Memorie dal 6 maggio - 19 - Il giorno delle manifestazioni

Il 16 luglio di quarant'anni fa i terremotati friulani scesero in piazza, in due grandi manifestazioni tenutesi a Trieste in mattinata e a Udine nel pomeriggio.
Ripercorriamo quella giornata attraverso alcuni passaggi dalla cronaca che ne fece il quotidiano "La Stampa".

Le proteste dei terremotati

Il Friuli è sceso in piazza per protestare. Lo ha fatto forzando la sua natura. La gente di qui non ama i clamori, «ma — dice — non si può nemmeno sempre subire». La situazione è difficile, nelle tendopoli si vive in estremo disagio, la ricostruzione muove passi a una lentezza esasperante. La sfiducia comincia a fare presa. Da qui i cortei che si sono mossi a Udine e a Trieste per tenere viva l'attenzione sul dramma di una popolazione che chiede soltanto di poter riottenere un tetto sicuro sopra la testa. Ma al più presto, senza ritardi. «Il Friuli non deve fare la fine del Belice». (...)  «In ottobre ci sarà in Friuli un'altra Caporetto se non cresce l'impegno e non si raggiungono i traguardi minimi indispensabili», temono i sindacati. La gente ha i nervi a fior di pelle. Vede avvicinarsi a grandi passi l'inverno e si sente insicura.
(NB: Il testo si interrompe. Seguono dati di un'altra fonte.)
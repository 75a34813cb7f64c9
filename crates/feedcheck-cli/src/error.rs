//! Error types for the CLI

use thiserror::Error;

/// Result type for CLI operations
pub type CliResult<T> = Result<T, CliError>;

/// Errors that can occur in the CLI
#[derive(Debug, Error)]
pub enum CliError {
    /// Configuration error
    #[error("Configuration error: {message}")]
    Config {
        /// Error message
        message: String,
    },

    /// Invalid argument
    #[error("Invalid argument: {message}")]
    InvalidArgument {
        /// Error message
        message: String,
    },

    /// Run could not be executed
    #[error("Run failed: {message}")]
    RunExecution {
        /// Error message
        message: String,
    },

    /// Report export error
    #[error("Report export failed: {message}")]
    Export {
        /// Error message
        message: String,
    },

    /// IO error
    #[error("I/O error: {0}")]
    Io(#[from] std::io::Error),

    /// Feedcheck library error
    #[error("Feedcheck error: {0}")]
    Feedcheck(#[from] feedcheck::FeedcheckError),
}

impl CliError {
    /// Create a configuration error
    #[must_use]
    pub fn config(message: impl Into<String>) -> Self {
        Self::Config {
            message: message.into(),
        }
    }

    /// Create an invalid argument error
    #[must_use]
    pub fn invalid_argument(message: impl Into<String>) -> Self {
        Self::InvalidArgument {
            message: message.into(),
        }
    }

    /// Create a run execution error
    #[must_use]
    pub fn run_execution(message: impl Into<String>) -> Self {
        Self::RunExecution {
            message: message.into(),
        }
    }

    /// Create a report export error
    #[must_use]
    pub fn export(message: impl Into<String>) -> Self {
        Self::Export {
            message: message.into(),
        }
    }
}
//! Coverage-gated ordering verifier.
//!
//! Ordering is only judged when enough items carry a timestamp. Below the
//! threshold the verdict is `INCONCLUSIVE`: sparse evidence is reported as
//! neither ordered nor violated.

use crate::model::ResolvedItem;
use serde::{Deserialize, Serialize};
use std::fmt;
use tracing::{debug, info};

/// Default coverage threshold
pub const DEFAULT_COVERAGE_THRESHOLD: f64 = 0.70;

/// Ordering verdict
#[derive(Debug, Clone, Copy, PartialEq, Eq, Hash, Serialize, Deserialize)]
#[serde(rename_all = "SCREAMING_SNAKE_CASE")]
pub enum OrderingStatus {
    /// Resolved timestamps are non-increasing
    Ordered,
    /// At least one adjacent pair increases
    Violated,
    /// Not enough evidence to judge
    Inconclusive,
}

impl fmt::Display for OrderingStatus {
    fn fmt(&self, f: &mut fmt::Formatter<'_>) -> fmt::Result {
        f.write_str(match self {
            Self::Ordered => "ORDERED",
            Self::Violated => "VIOLATED",
            Self::Inconclusive => "INCONCLUSIVE",
        })
    }
}

/// Adjacent pair of resolved items that breaks newest-to-oldest order
#[derive(Debug, Clone, PartialEq, Eq, Serialize, Deserialize)]
pub struct Violation {
    /// Index of `current` within the resolved subsequence
    pub index: usize,
    /// Earlier item (older than `next`)
    pub current: ResolvedItem,
    /// Later item
    pub next: ResolvedItem,
}

/// Verifier output
#[derive(Debug, Clone, PartialEq, Serialize, Deserialize)]
#[serde(rename_all = "camelCase")]
pub struct VerificationReport {
    /// All items, in position order
    pub resolved: Vec<ResolvedItem>,
    /// Fraction of items with a timestamp
    pub coverage: f64,
    /// Threshold the coverage was judged against
    pub coverage_threshold: f64,
    /// Ordering violations
    pub violations: Vec<Violation>,
    /// Verdict
    pub status: OrderingStatus,
}

impl VerificationReport {
    /// Whether coverage met the threshold
    #[must_use]
    pub fn coverage_sufficient(&self) -> bool {
        self.coverage >= self.coverage_threshold
    }

    /// Force an `INCONCLUSIVE` verdict without violations
    pub fn mark_inconclusive(&mut self) {
        self.status = OrderingStatus::Inconclusive;
        self.violations.clear();
    }
}

/// Fraction of `items` with a resolved timestamp; 0.0 when empty
#[must_use]
pub fn coverage(items: &[ResolvedItem]) -> f64 {
    if items.is_empty() {
        return 0.0;
    }
    let resolved = items.iter().filter(|i| i.is_resolved()).count();
    resolved as f64 / items.len() as f64
}

/// Verify newest-to-oldest ordering of `resolved`
#[must_use]
pub fn verify(resolved: Vec<ResolvedItem>, coverage_threshold: f64) -> VerificationReport {
    let coverage = coverage(&resolved);

    if coverage < coverage_threshold {
        info!(
            coverage,
            threshold = coverage_threshold,
            "coverage below threshold, ordering not evaluated"
        );
        return VerificationReport {
            resolved,
            coverage,
            coverage_threshold,
            violations: Vec::new(),
            status: OrderingStatus::Inconclusive,
        };
    }

    let timed: Vec<(&ResolvedItem, i64)> = resolved
        .iter()
        .filter_map(|item| item.resolved_epoch_ms.map(|ms| (item, ms)))
        .collect();

    let violations: Vec<Violation> = timed
        .windows(2)
        .enumerate()
        .filter(|(_, pair)| pair[0].1 < pair[1].1)
        .map(|(index, pair)| {
            debug!(
                index,
                current = pair[0].0.id(),
                next = pair[1].0.id(),
                "ordering violation"
            );
            Violation {
                index,
                current: pair[0].0.clone(),
                next: pair[1].0.clone(),
            }
        })
        .collect();

    let status = if violations.is_empty() {
        OrderingStatus::Ordered
    } else {
        OrderingStatus::Violated
    };
    info!(coverage, violations = violations.len(), %status, "ordering verified");

    VerificationReport {
        resolved,
        coverage,
        coverage_threshold,
        violations,
        status,
    }
}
Le istanze della popolazione sono state illustrate appunto nel corso delle due manifestazioni che si sono svolte a Trieste in mattinata e a Udine nel pomeriggio. Simili i problemi di fondo, diversa l'impostazione politica. E' anche questo un segno del disagio esistente. Vi sono tuttavia posizioni comuni. Riguardano le accuse contro le lentezze della Regione. Tutti, inoltre, temono che i paesi possano spopolarsi ancora di più e che il Friuli possa morire. Nel capoluogo regionale, a cura «del comitato di coordinamento delle tendopoli, sono affluite dal Friuli alcune centinaia di persone con una ventina di pullman e mezzi propri carichi di striscioni e cartelli.
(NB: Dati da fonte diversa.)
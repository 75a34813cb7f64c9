//! Run command handler

use crate::config::{CliConfig, Settings};
use crate::error::{CliError, CliResult};
use crate::output::{render_report, ProgressReporter};
use crate::RunArgs;
use feedcheck::{
    ItemLookup, JsonFileSink, ListingFixture, LookupResponse, Orchestrator, OrderingStatus,
    PageDriver, RateLimiter, ResultSink, RunReport, ScriptedLookup, ScriptedPageDriver,
};
use serde::{Deserialize, Serialize};
use std::collections::BTreeMap;
use std::path::{Path, PathBuf};
use std::sync::Arc;
use tracing::info;

/// Page size of `--synthetic` listings
pub const SYNTHETIC_PAGE_SIZE: usize = 30;

/// Offline listing plus canned lookup answers.
///
/// ```json
/// {
///   "pages": [[{"id": "2", "rawText": "b", "rawTimestampAttr": null}]],
///   "stickyLastPage": false,
///   "lookups": {"2": 1704067200},
///   "lookupResponses": {"3": [{"ok": false, "statusCode": 503}]}
/// }
/// ```
#[derive(Debug, Clone, Default, PartialEq, Eq, Serialize, Deserialize)]
#[serde(rename_all = "camelCase")]
pub struct FixtureFile {
    /// Pages and pagination behaviour
    #[serde(flatten)]
    pub listing: ListingFixture,
    /// Item creation times, epoch seconds
    #[serde(default)]
    pub lookups: BTreeMap<String, i64>,
    /// Scripted response sequences, served before `lookups`
    #[serde(default)]
    pub lookup_responses: BTreeMap<String, Vec<LookupResponse>>,
}

impl FixtureFile {
    /// Parse fixture JSON
    pub fn from_json(json: &str) -> CliResult<Self> {
        serde_json::from_str(json)
            .map_err(|e| CliError::invalid_argument(format!("invalid fixture: {e}")))
    }

    /// Load a fixture from disk
    pub fn load(path: &Path) -> CliResult<Self> {
        let json = std::fs::read_to_string(path).map_err(|e| {
            CliError::invalid_argument(format!("cannot read fixture {}: {e}", path.display()))
        })?;
        Self::from_json(&json)
    }

    /// Scripted lookup answering from this fixture
    #[must_use]
    pub fn lookup(&self) -> ScriptedLookup {
        let lookup = ScriptedLookup::new();
        for (id, responses) in &self.lookup_responses {
            for response in responses {
                lookup.push(id.clone(), response.clone());
            }
        }
        for (id, time) in &self.lookups {
            lookup.push(id.clone(), LookupResponse::found(*time));
        }
        lookup
    }
}

/// Where the listing comes from
#[derive(Debug, Clone, PartialEq, Eq)]
pub enum ListingSource {
    /// JSON fixture on disk
    Fixture(PathBuf),
    /// Generated well-ordered listing
    Synthetic(usize),
    /// Live Hacker News `newstories`
    Live,
}

impl ListingSource {
    /// Source selected by the run flags
    #[must_use]
    pub fn from_args(args: &RunArgs) -> Self {
        match (&args.fixture, args.synthetic) {
            (Some(path), _) => Self::Fixture(path.clone()),
            (None, Some(total)) => Self::Synthetic(total),
            (None, None) => Self::Live,
        }
    }
}

type Collaborators = (Box<dyn PageDriver>, Arc<dyn ItemLookup>);

/// Page driver and item lookup for `source`
pub fn build_collaborators(
    source: &ListingSource,
    settings: &Settings,
) -> CliResult<Collaborators> {
    match source {
        ListingSource::Fixture(path) => {
            let fixture = FixtureFile::load(path)?;
            let lookup = fixture.lookup();
            Ok((
                Box::new(ScriptedPageDriver::from_fixture(fixture.listing)),
                Arc::new(lookup),
            ))
        }
        ListingSource::Synthetic(total) => Ok((
            Box::new(ScriptedPageDriver::synthetic(*total, SYNTHETIC_PAGE_SIZE)),
            Arc::new(ScriptedLookup::new()),
        )),
        ListingSource::Live => live_collaborators(settings),
    }
}

#[cfg(feature = "hn")]
fn live_collaborators(settings: &Settings) -> CliResult<Collaborators> {
    Ok((
        Box::new(feedcheck::HnListingDriver::new(settings.api_base.as_str())),
        Arc::new(feedcheck::HnItemLookup::new(settings.api_base.as_str())),
    ))
}

#[cfg(not(feature = "hn"))]
fn live_collaborators(_settings: &Settings) -> CliResult<Collaborators> {
    Err(CliError::invalid_argument(
        "live listing needs the `hn` feature; use --fixture or --synthetic",
    ))
}

/// Process exit code for a finished run.
///
/// 0 ordered, 1 violated, 2 inconclusive (or incomplete when `require_complete`).
#[must_use]
pub fn exit_code(report: &RunReport, require_complete: bool) -> u8 {
    match report.status() {
        OrderingStatus::Violated => 1,
        OrderingStatus::Inconclusive => 2,
        OrderingStatus::Ordered if require_complete && !report.is_complete() => 2,
        OrderingStatus::Ordered => 0,
    }
}

/// Execute the run command, returning the process exit code
pub fn execute_run(config: &CliConfig, settings: Settings, args: &RunArgs) -> CliResult<u8> {
    let settings = settings.apply(args);
    let source = ListingSource::from_args(args);
    let (mut driver, lookup) = build_collaborators(&source, &settings)?;
    let limiter = Arc::new(RateLimiter::with_file(&settings.state_file));
    let orchestrator = Orchestrator::new(settings.run_config(), lookup, limiter)?;

    info!(source = ?source, target = settings.target_count, "starting run");
    let mut reporter =
        ProgressReporter::new(config.color.should_color(), config.verbosity.is_quiet());
    reporter.start_spinner(&format!("Sampling {} items", settings.target_count));

    let rt = tokio::runtime::Runtime::new()
        .map_err(|e| CliError::run_execution(format!("failed to create runtime: {e}")))?;
    let result = rt.block_on(orchestrator.run(driver.as_mut()));
    reporter.finish();
    let report = result?;

    if let Some(path) = &args.output {
        JsonFileSink::new(path)
            .publish(&report)
            .map_err(|e| CliError::export(format!("{}: {e}", path.display())))?;
        reporter.info(&format!("Report written to {}", path.display()));
    }

    print!("{}", render_report(&report, args.format.into())?);
    reporter.verdict(&report);
    if args.require_complete {
        if let Err(e) = report.require_complete() {
            reporter.warning(&e.to_string());
        }
    }

    Ok(exit_code(&report, args.require_complete))
}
Ancora più massiccia la partecipazione a Udine. Un corteo si è mosso da piazza I Maggio per raggiungere il terrapieno di piazza XX Settembre. In testa le Comunità montane, le organizzazioni sindacali, i sindaci e gli assessori di molti Comuni, migliaia di persone giunte con ogni mezzo per testimoniare un disagio e una preoccupazione crescenti e portare la propria testimonianza di apprensione e di malessere. «Con questa manifestazione vogliamo soprattutto dire che il terremoto non ha colpito solo alcuni paesi, ma che ha lasciato gravi segni sull'intero Friuli, ne ha schiacciato ancora di più le scarse risorse», hanno sostenuto gli oratori. Quattro le richieste principali: entro settembre un tetto per tutti i terremotati; il rifinanziamento immediato del fondo di solidarietà nazionale per assicurare la ricostruzione; la Regione Friuli Venezia Giulia metta Comuni, Comunità montane e collinari in grado di gestire la ricostruzione attraverso reali poteri, mezzi finanziari e personale necessario; infine siano' prese iniziative per favorire la ripresa economica e produttiva di tutto il Friuli Venezia Giulia. Il malessere si avverte da mille particolari. A Gemona, Resiutta, Tricesimo e in altri paesi giunte e consigli comunali sono in crisi; a Braulins qualche spirito esasperato voleva far saltare il ponte che porta al paese. Reazione senza senso se non desse la misura dello stato di disagio d'un paese che si sente minacciato dal Brancot, uno dei monti insieme con il San Simeone e la Gran Pala sotto i quali la terra continua a tremare. A ogni scossa (siamo già a quota 165 tra quelle d'un certo rilievo, mentre quelle avvertibili dai soli strumenti sono oltre 400) si teme che le falde del monte continuino a staccarsi minacciando, dopo il paese, anche la tendopoli. (...)
 (Renato Romanelli, Le proteste dei terremotati "Sarà una nuova Caporetto,, Cortei e manifestazioni a Udine e Trieste, "La Stampa", 17 luglio 1976)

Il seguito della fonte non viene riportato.